Objective: In order to investigate the functional genes involved in terpenoids biosynthesis pathway of Rehmannia glutinosa, a new geranylgeranyl pyrophosphate synthase gene (RgGGPPS2) was isolated from R. glutinosa. Meanwhile, the bioinformatic analysis, prokaryotic expression, purification, and expression patterns of RgGGPPS2 gene were carried out. Methods: Based on the transcriptome data of R. glutinosa, specific primers of RgGGPPS2 gene were designed, and an open reading frame (ORF) of RgGGPPS2 gene was isolated from R. glutinosa. By constructing the prokaryotic expression vector pET32a-RgGGPPS2, the recombinant RgGGPPS2 protein was expressed in Escherichia coli BL21 (DE3) cells under IPTG induction. The expression pattern of RgGGPPS2 in different tissues was detected by real-time PCR. Results: RgGGPPS2 had an ORF of 867 bp, which encoded a protein of 289 amino acid residues. Bioinformatic analysis indicated that RgGGPPS2 protein contains the two conserved motifs FARM (first aspartate-rich motif, DDxxxxD) and SARM (second aspartate-rich motif, DDxxD).

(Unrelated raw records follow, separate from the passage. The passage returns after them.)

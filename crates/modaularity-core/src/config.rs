//! Declarative catalog configuration.
//!
//! Catalogs can be described in JSON or TOML:
//!
//! ```toml
//! [[modaularity.catalogs]]
//! type = "Directory"
//! path = "plugins"
//! options = { include_subfolders = false, search_patterns = ["*.modb"] }
//!
//! [[modaularity.catalogs]]
//! type = "Binary"
//! path = "extra/Ops.modb"
//! ```
//!
//! Each record is turned into a catalog by the first registered
//! [`CatalogConverter`] accepting its type tag.

use std::path::Path;

use serde::{Deserialize, Serialize};
use serde_json::Value;

use crate::catalog::{
    BinaryCatalog, BinaryCatalogOptions, CatalogDefaults, CompositeCatalog, DirectoryCatalog,
    DirectoryCatalogOptions, ModuleCatalog,
};
use crate::error::{ModuleError, Result};

/// Section searched for a `catalogs` list before the document root.
pub const DEFAULT_SECTION: &str = "modaularity";

/// One declared catalog.
#[derive(Debug, Clone, PartialEq, Serialize, Deserialize)]
pub struct CatalogConfiguration {
    #[serde(rename = "type", alias = "Type")]
    pub catalog_type: String,
    #[serde(default, alias = "Path")]
    pub path: Option<String>,
    #[serde(default, alias = "Options")]
    pub options: Option<Value>,
}

impl CatalogConfiguration {
    pub fn new(catalog_type: impl Into<String>, path: impl Into<String>) -> Self {
        Self {
            catalog_type: catalog_type.into(),
            path: Some(path.into()),
            options: None,
        }
    }

    pub fn with_options(mut self, options: Value) -> Self {
        self.options = Some(options);
        self
    }

    fn required_path(&self) -> Result<&str> {
        self.path
            .as_deref()
            .filter(|path| !path.trim().is_empty())
            .ok_or_else(|| {
                ModuleError::InvalidArgument(format!(
                    "catalog of type '{}' requires a path",
                    self.catalog_type
                ))
            })
    }
}

/// Turns a [`CatalogConfiguration`] into a catalog.
pub trait CatalogConverter: Send + Sync {
    /// Whether this converter handles the type tag; compared ignoring case.
    fn can_convert(&self, catalog_type: &str) -> bool;

    fn convert(
        &self,
        configuration: &CatalogConfiguration,
        defaults: &CatalogDefaults,
    ) -> Result<Box<dyn ModuleCatalog>>;
}

/// `Binary` / `Assembly` records.
#[derive(Debug, Default)]
pub struct BinaryCatalogConverter;

impl CatalogConverter for BinaryCatalogConverter {
    fn can_convert(&self, catalog_type: &str) -> bool {
        catalog_type.eq_ignore_ascii_case("binary") || catalog_type.eq_ignore_ascii_case("assembly")
    }

    fn convert(
        &self,
        configuration: &CatalogConfiguration,
        defaults: &CatalogDefaults,
    ) -> Result<Box<dyn ModuleCatalog>> {
        let path = configuration.required_path()?;
        Ok(Box::new(BinaryCatalog::from_path(
            path,
            BinaryCatalogOptions::from_defaults(defaults),
        )))
    }
}

#[derive(Debug, Default, Deserialize)]
struct DirectoryOptionsConfig {
    #[serde(default, alias = "includeSubfolders", alias = "IncludeSubfolders")]
    include_subfolders: Option<bool>,
    #[serde(default, alias = "searchPatterns", alias = "SearchPatterns")]
    search_patterns: Option<Vec<String>>,
}

/// `Directory` / `Folder` records.
#[derive(Debug, Default)]
pub struct DirectoryCatalogConverter;

impl CatalogConverter for DirectoryCatalogConverter {
    fn can_convert(&self, catalog_type: &str) -> bool {
        catalog_type.eq_ignore_ascii_case("directory") || catalog_type.eq_ignore_ascii_case("folder")
    }

    fn convert(
        &self,
        configuration: &CatalogConfiguration,
        defaults: &CatalogDefaults,
    ) -> Result<Box<dyn ModuleCatalog>> {
        let path = configuration.required_path()?;

        let declared: DirectoryOptionsConfig = match &configuration.options {
            Some(options) => serde_json::from_value(options.clone()).map_err(|e| {
                ModuleError::Config(format!("invalid directory catalog options: {}", e))
            })?,
            None => DirectoryOptionsConfig::default(),
        };

        let mut options = DirectoryCatalogOptions::from_defaults(defaults);
        if let Some(include_subfolders) = declared.include_subfolders {
            options.include_subfolders = include_subfolders;
        }
        if let Some(patterns) = declared.search_patterns {
            options.search_patterns = patterns;
        }

        Ok(Box::new(DirectoryCatalog::new(path, options)?))
    }
}

/// Ordered set of converters.
pub struct ConverterRegistry {
    converters: Vec<Box<dyn CatalogConverter>>,
}

impl Default for ConverterRegistry {
    fn default() -> Self {
        Self::new()
    }
}

impl ConverterRegistry {
    /// Registry with the built-in binary and directory converters.
    pub fn new() -> Self {
        Self::empty()
            .with_converter(BinaryCatalogConverter)
            .with_converter(DirectoryCatalogConverter)
    }

    pub fn empty() -> Self {
        Self {
            converters: Vec::new(),
        }
    }

    pub fn register(&mut self, converter: impl CatalogConverter + 'static) {
        self.converters.push(Box::new(converter));
    }

    pub fn with_converter(mut self, converter: impl CatalogConverter + 'static) -> Self {
        self.register(converter);
        self
    }

    pub fn convert(
        &self,
        configuration: &CatalogConfiguration,
        defaults: &CatalogDefaults,
    ) -> Result<Box<dyn ModuleCatalog>> {
        let converter = self
            .converters
            .iter()
            .find(|converter| converter.can_convert(&configuration.catalog_type))
            .ok_or_else(|| {
                ModuleError::InvalidArgument(format!(
                    "no converter for catalog type '{}'",
                    configuration.catalog_type
                ))
            })?;

        tracing::debug!(
            catalog_type = %configuration.catalog_type,
            path = ?configuration.path,
            "Building configured catalog"
        );
        converter.convert(configuration, defaults)
    }

    /// One composite catalog over every configured catalog, in order.
    pub fn build_composite(
        &self,
        configurations: &[CatalogConfiguration],
        defaults: &CatalogDefaults,
    ) -> Result<CompositeCatalog> {
        let catalogs = configurations
            .iter()
            .map(|configuration| self.convert(configuration, defaults))
            .collect::<Result<Vec<_>>>()?;
        Ok(CompositeCatalog::new(catalogs))
    }
}

#[derive(Debug, Deserialize)]
struct CatalogList {
    #[serde(default, alias = "Catalogs")]
    catalogs: Vec<CatalogConfiguration>,
}

/// Reads catalog lists from configuration documents.
pub struct CatalogConfigLoader;

impl CatalogConfigLoader {
    /// Catalogs under `section`, or at the document root when the section
    /// has none.
    pub fn from_value(document: &Value, section: &str) -> Result<Vec<CatalogConfiguration>> {
        let has_catalogs = |value: &Value| value.get("catalogs").is_some() || value.get("Catalogs").is_some();

        let source = document
            .get(section)
            .filter(|value| has_catalogs(*value))
            .unwrap_or(document);

        let list: CatalogList = serde_json::from_value(source.clone())
            .map_err(|e| ModuleError::Config(format!("invalid catalog list: {}", e)))?;
        Ok(list.catalogs)
    }

    pub fn from_json(text: &str) -> Result<Vec<CatalogConfiguration>> {
        let document: Value = serde_json::from_str(text)
            .map_err(|e| ModuleError::Config(format!("Failed to parse JSON: {}", e)))?;
        Self::from_value(&document, DEFAULT_SECTION)
    }

    pub fn from_toml_str(text: &str) -> Result<Vec<CatalogConfiguration>> {
        let toml_value: toml::Value = toml::from_str(text)
            .map_err(|e| ModuleError::Config(format!("Failed to parse TOML: {}", e)))?;
        let document = serde_json::to_value(&toml_value)
            .map_err(|e| ModuleError::Config(format!("Failed to convert TOML: {}", e)))?;
        Self::from_value(&document, DEFAULT_SECTION)
    }

    /// Load a `.json` or `.toml` file.
    pub fn from_file(path: &Path) -> Result<Vec<CatalogConfiguration>> {
        let content = std::fs::read_to_string(path)?;
        match path.extension().and_then(|e| e.to_str()) {
            Some(ext) if ext.eq_ignore_ascii_case("toml") => Self::from_toml_str(&content),
            Some(ext) if ext.eq_ignore_ascii_case("json") => Self::from_json(&content),
            _ => Err(ModuleError::Config(format!(
                "Unknown config format for {} (expected .json or .toml)",
                path.display()
            ))),
        }
    }
}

Phylogenetic analysis revealed that RgGGPPS2 protein showed the highest homology with GGPPS protein from Sesamum indicum, Catharanthus roseus and other dicots. Through the construction of prokaryotic expression vector pET-32a-RgGGPPS2, the recombinant RgGGPPS2 protein was successfully expressed in E. coli BL21 (DE3) cells and the recombinant RgGGPPS2 protein was purified by Ni2+ affinity chromatography. Real-time PCR analysis indicated that RgGGPPS2 was expressed in high transcript level in roots, lower level in leaves and the lowest level in stems. Conclusion: The RgGGPPS2 gene was isolated from R. glutinosa and the recombinant RgGGPPS2 protein was obtained. The results of this study provide a foundation for functional characterization of RgGGPPS2 gene involved in terpenoids biosynthesis pathway of R. glutinosa.